Старая лесовозная дорога резко отворачивает в сторону, и мы не знаем, идти ли по ней. Стоим, и поем молитвы.

И вдруг сын:

– Мам, там, внизу, какой-то забор…

Березовая изгородь! Я несусь под гору, дети с плачем и нервным смехом – за мной.

Вылетаем – огороды! Незнакомое село! Рядом – водонапорная башня, похожая на ту, что на другом конце деревни, у садика. Так это она и есть…

Я опускаюсь на колени в мокрый мох. «Слава Тебе, Господи, слава Тебе!..»

Скорый помощник

Историю расскажу одну. В пятницу, поздно вечером, уложила своих маленьких детей спать. А сама не могла уснуть – зуб разболелся. И чем дальше, тем больше.

Часам к трём ночи уже не было мочи (вот, уже стихами заговорила). Муж был на недельном дежурстве на далёком лесном кордоне. Да и куда поедешь? В больничке поселковой – дежурный врач, может укол сделать. Доехать не на чем, дойти по жгучему морозу – нереально. Детишек оставить не с кем.

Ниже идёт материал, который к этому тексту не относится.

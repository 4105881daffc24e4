//! Deterministic difficulty tiers.
//!
//! A word's tier is derived from the Unicode code point of its first display
//! character, reduced modulo 3. The tier is computed once when the catalog is
//! built and is never persisted or edited.

use std::fmt;

use serde::{Deserialize, Serialize};

use crate::core::catalog::Word;

#[derive(Debug, Clone, Copy, PartialEq, Eq, Hash, Serialize, Deserialize)]
pub enum Difficulty {
    Easy,
    Medium,
    Hard,
}

impl Difficulty {
    pub const ALL: [Difficulty; 3] = [Difficulty::Easy, Difficulty::Medium, Difficulty::Hard];

    pub fn label(self) -> &'static str {
        match self {
            Difficulty::Easy => "Easy",
            Difficulty::Medium => "Medium",
            Difficulty::Hard => "Hard",
        }
    }

    /// Tier for a display string. Empty strings fall back to `Easy`.
    pub fn for_text(text: &str) -> Self {
        match text.chars().next().map(|c| u32::from(c) % 3) {
            Some(1) => Difficulty::Medium,
            Some(2) => Difficulty::Hard,
            _ => Difficulty::Easy,
        }
    }
}

impl fmt::Display for Difficulty {
    fn fmt(&self, f: &mut fmt::Formatter<'_>) -> fmt::Result {
        f.write_str(self.label())
    }
}

/// Return the word with its difficulty tier filled in.
pub fn assign_difficulty(word: Word) -> Word {
    let difficulty = Difficulty::for_text(&word.hanzi);
    Word {
        difficulty: Some(difficulty),
        ..word
    }
}

// ============================================================================
// Word list filter
// ============================================================================

/// Difficulty filter used by the word list view.
#[derive(Debug, Clone, Copy, PartialEq, Eq, Default)]
pub enum DifficultyFilter {
    #[default]
    All,
    Only(Difficulty),
}

impl DifficultyFilter {
    /// All → Easy → Medium → Hard → All.
    pub fn cycle(self) -> Self {
        match self {
            DifficultyFilter::All => DifficultyFilter::Only(Difficulty::Easy),
            DifficultyFilter::Only(Difficulty::Easy) => DifficultyFilter::Only(Difficulty::Medium),
            DifficultyFilter::Only(Difficulty::Medium) => DifficultyFilter::Only(Difficulty::Hard),
            DifficultyFilter::Only(Difficulty::Hard) => DifficultyFilter::All,
        }
    }

    pub fn matches(self, word: &Word) -> bool {
        match self {
            DifficultyFilter::All => true,
            DifficultyFilter::Only(d) => word.difficulty == Some(d),
        }
    }

    pub fn label(self) -> &'static str {
        match self {
            DifficultyFilter::All => "All Difficulties",
            DifficultyFilter::Only(d) => d.label(),
        }
    }
}

#[cfg(test)]
mod tests {
    use super::*;
    use crate::core::catalog::HskLevel;
    use rstest::rstest;

    fn word(hanzi: &str) -> Word {
        Word::new("w", hanzi, "", "", HskLevel::Hsk1)
    }

    #[rstest]
    // 一 = U+4E00 = 19968, 19968 % 3 == 0
    #[case("一", Difficulty::Easy)]
    // 丁 = U+4E01 = 19969, 19969 % 3 == 1
    #[case("丁", Difficulty::Medium)]
    // 丂 = U+4E02 = 19970, 19970 % 3 == 2
    #[case("丂", Difficulty::Hard)]
    // only the first character counts
    #[case("一丁丂", Difficulty::Easy)]
    #[case("", Difficulty::Easy)]
    fn test_difficulty_for_text(#[case] text: &str, #[case] expected: Difficulty) {
        assert_eq!(Difficulty::for_text(text), expected);
    }

    #[test]
    fn test_assign_difficulty_is_idempotent() {
        let once = assign_difficulty(word("好"));
        let twice = assign_difficulty(once.clone());
        assert_eq!(once, twice);
        assert!(once.difficulty.is_some());
    }

    #[test]
    fn test_assign_difficulty_keeps_other_fields() {
        let w = Word::new("h1-9", "我", "wǒ", "I; me", HskLevel::Hsk1);
        let enriched = assign_difficulty(w.clone());
        assert_eq!(enriched.id, w.id);
        assert_eq!(enriched.pinyin, w.pinyin);
        assert_eq!(enriched.level, w.level);
    }

    #[test]
    fn test_filter_cycle_returns_to_all() {
        let mut filter = DifficultyFilter::All;
        for _ in 0..4 {
            filter = filter.cycle();
        }
        assert_eq!(filter, DifficultyFilter::All);
    }

    #[test]
    fn test_filter_matches() {
        let hard = assign_difficulty(word("丂"));
        assert!(DifficultyFilter::All.matches(&hard));
        assert!(DifficultyFilter::Only(Difficulty::Hard).matches(&hard));
        assert!(!DifficultyFilter::Only(Difficulty::Easy).matches(&hard));
    }
}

Посмотрела в зеркало – дупло в зубе. Из лекарств нашёлся парацетомол. Запихала кусочек в дупло. Зуб воет.

И вот, обливаясь слезами и хлюпая носом, вспомнила-таки о том, что есть молитвослов, а в нём – молитва о зубной боли.

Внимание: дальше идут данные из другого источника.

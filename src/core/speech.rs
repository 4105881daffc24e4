//! Mandarin text-to-speech.
//!
//! Speech is fire-and-forget: `speak` returns immediately and a missing or
//! failing TTS engine never interrupts the study session.

use std::path::PathBuf;
use std::process::{Command, Stdio};

/// Engines probed in order when no command is configured.
const KNOWN_ENGINES: [(&str, &str); 3] =
    [("espeak-ng", "cmn"), ("espeak", "zh"), ("say", "Tingting")];

#[derive(Debug, thiserror::Error)]
pub enum SpeechError {
    #[error("No text-to-speech engine found (tried espeak-ng, espeak, say)")]
    NoEngine,

    #[error("TTS command not found: {0}")]
    CommandNotFound(String),

    #[error("Failed to start {program}: {source}")]
    Spawn {
        program: String,
        #[source]
        source: std::io::Error,
    },
}

#[cfg_attr(test, mockall::automock)]
pub trait SpeechOutput: Send + Sync {
    /// Speak `text` in Mandarin without blocking the caller.
    fn speak(&self, text: &str);
}

/// Speaks by running an external TTS program.
#[derive(Debug, Clone)]
pub struct CommandSpeech {
    program: PathBuf,
    voice: Option<String>,
}

impl CommandSpeech {
    pub fn new(program: impl Into<PathBuf>, voice: Option<String>) -> Self {
        Self {
            program: program.into(),
            voice,
        }
    }

    /// Resolve a configured command, or probe for a known engine on PATH.
    pub fn detect(command: Option<&str>, voice: Option<String>) -> Result<Self, SpeechError> {
        if let Some(command) = command {
            let program = which::which(command)
                .map_err(|_| SpeechError::CommandNotFound(command.to_string()))?;
            return Ok(Self::new(program, voice));
        }

        for (engine, default_voice) in KNOWN_ENGINES {
            if let Ok(program) = which::which(engine) {
                let voice = voice.or_else(|| Some(default_voice.to_string()));
                return Ok(Self::new(program, voice));
            }
        }
        Err(SpeechError::NoEngine)
    }

    pub fn program(&self) -> &std::path::Path {
        &self.program
    }

    pub fn voice(&self) -> Option<&str> {
        self.voice.as_deref()
    }

    fn args(&self, text: &str) -> Vec<String> {
        let mut args = Vec::with_capacity(3);
        if let Some(voice) = &self.voice {
            args.push("-v".to_string());
            args.push(voice.clone());
        }
        args.push(text.to_string());
        args
    }

    fn spawn(&self, text: &str) -> Result<std::process::Child, SpeechError> {
        Command::new(&self.program)
            .args(self.args(text))
            .stdin(Stdio::null())
            .stdout(Stdio::null())
            .stderr(Stdio::null())
            .spawn()
            .map_err(|source| SpeechError::Spawn {
                program: self.program.display().to_string(),
                source,
            })
    }
}

impl SpeechOutput for CommandSpeech {
    fn speak(&self, text: &str) {
        if text.trim().is_empty() {
            return;
        }
        let mut child = match self.spawn(text) {
            Ok(child) => child,
            Err(e) => {
                tracing::warn!(error = %e, "Speech unavailable");
                return;
            }
        };
        // Reap off the UI thread so finished engines don't linger as zombies.
        std::thread::spawn(move || match child.wait() {
            Ok(status) if !status.success() => {
                tracing::warn!(%status, "TTS engine exited with failure");
            }
            Ok(_) => {}
            Err(e) => tracing::warn!(error = %e, "Failed to wait for TTS engine"),
        });
    }
}

/// Used when speech is disabled or no engine is installed.
#[derive(Debug, Default, Clone, Copy)]
pub struct SilentSpeech;

impl SpeechOutput for SilentSpeech {
    fn speak(&self, text: &str) {
        tracing::debug!(text, "Speech disabled");
    }
}

#[cfg(test)]
mod tests {
    use super::*;

    #[test]
    fn test_args_with_voice() {
        let speech = CommandSpeech::new("espeak-ng", Some("cmn".into()));
        assert_eq!(speech.args("你好"), vec!["-v", "cmn", "你好"]);
    }

    #[test]
    fn test_args_without_voice() {
        let speech = CommandSpeech::new("say", None);
        assert_eq!(speech.args("谢谢"), vec!["谢谢"]);
    }

    #[test]
    fn test_detect_unknown_command() {
        let result = CommandSpeech::detect(Some("definitely-not-a-tts-engine-xyz"), None);
        assert!(matches!(result, Err(SpeechError::CommandNotFound(_))));
    }

    #[test]
    fn test_speak_with_missing_program_does_not_panic() {
        let speech = CommandSpeech::new("/nonexistent/tts-engine", None);
        speech.speak("你好");
        assert!(speech.spawn("你好").is_err());
    }

    #[test]
    fn test_silent_speech_is_noop() {
        SilentSpeech.speak("你好");
    }
}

Нашла. Святому Антипе. Как ему молилась! Мученик, принял смерть через сожжение в медном быке! Это какая боль! А, став святым, попросил у Бога дар по молитве к нему исцелять боль зубную…

Прочла несколько раз. Обессиленная, приткнулась к подушке.

Проснулась утром. Дети пищат и дерутся из-за игрушки. Окна сверкают солнечными ослепительными узорами. Про зуб и не вспомнила сначала.

Все субботу и воскресенье побаивалась – вдруг снова боль проснётся? Тишина. В понедельник вернулся с кордона муж и увёз меня в больничку.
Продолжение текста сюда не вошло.